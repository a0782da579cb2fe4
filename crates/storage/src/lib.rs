//! Object storage abstraction and backends for gemvault.
//!
//! This crate provides:
//! - The [`ObjectStore`] trait with atomic whole-object writes
//! - Backends: local filesystem and in-memory
//! - The [`ResourceStore`]: namespaced resources holding gem archives,
//!   specifications and a property bag, with per-resource locking

pub mod backends;
pub mod error;
pub mod resource;
pub mod traits;

pub use backends::{filesystem::FilesystemBackend, memory::MemoryBackend};
pub use error::{StorageError, StorageResult};
pub use resource::{
    ContentKind, PRIVATE_GEMS_NAMESPACE, Properties, Resource, ResourceLock, ResourceStore,
};
pub use traits::{ObjectMeta, ObjectStore};

use gemvault_core::config::StorageConfig;
use std::sync::Arc;

/// Create an object store from configuration.
pub async fn from_config(config: &StorageConfig) -> StorageResult<Arc<dyn ObjectStore>> {
    match config {
        StorageConfig::Filesystem { path } => {
            let backend = FilesystemBackend::new(path).await?;
            Ok(Arc::new(backend))
        }
        StorageConfig::Memory => Ok(Arc::new(MemoryBackend::new())),
    }
}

——————————

→ YOUR TASK: Print out all the entries above exactly.

→ ANSWER BOX:
repository a0782da579cb2fe4
filename crates/storage/src/lib.rs
//! Object storage abstraction and backends for gemvault.
//!
//! This crate provides:
//! - The [`ObjectStore`] trait with atomic whole-object writes
//! - Backends: local filesystem and in-memory
//! - The [`ResourceStore`]: namespaced resources holding gem archives,
//!   specifications and a property bag, with per-resource locking

pub mod backends;
pub mod error;
pub mod resource;
pub mod traits;

pub use backends::{filesystem::FilesystemBackend, memory::MemoryBackend};
pub use error::{StorageError, StorageResult};
pub use resource::{
    ContentKind, PRIVATE_GEMS_NAMESPACE, Properties, Resource, ResourceLock, ResourceStore,
};
pub use traits::{ObjectMeta, ObjectStore};

use gemvault_core::config::StorageConfig;
use std::sync::Arc;

/// Create an object store from configuration.
pub async fn from_config(config: &StorageConfig) -> StorageResult<Arc<dyn ObjectStore>> {
    match config {
        StorageConfig::Filesystem { path } => {
            let backend = FilesystemBackend::new(path).await?;
            Ok(Arc::new(backend))
        }
        StorageConfig::Memory => Ok(Arc::new(MemoryBackend::new())),
    }
}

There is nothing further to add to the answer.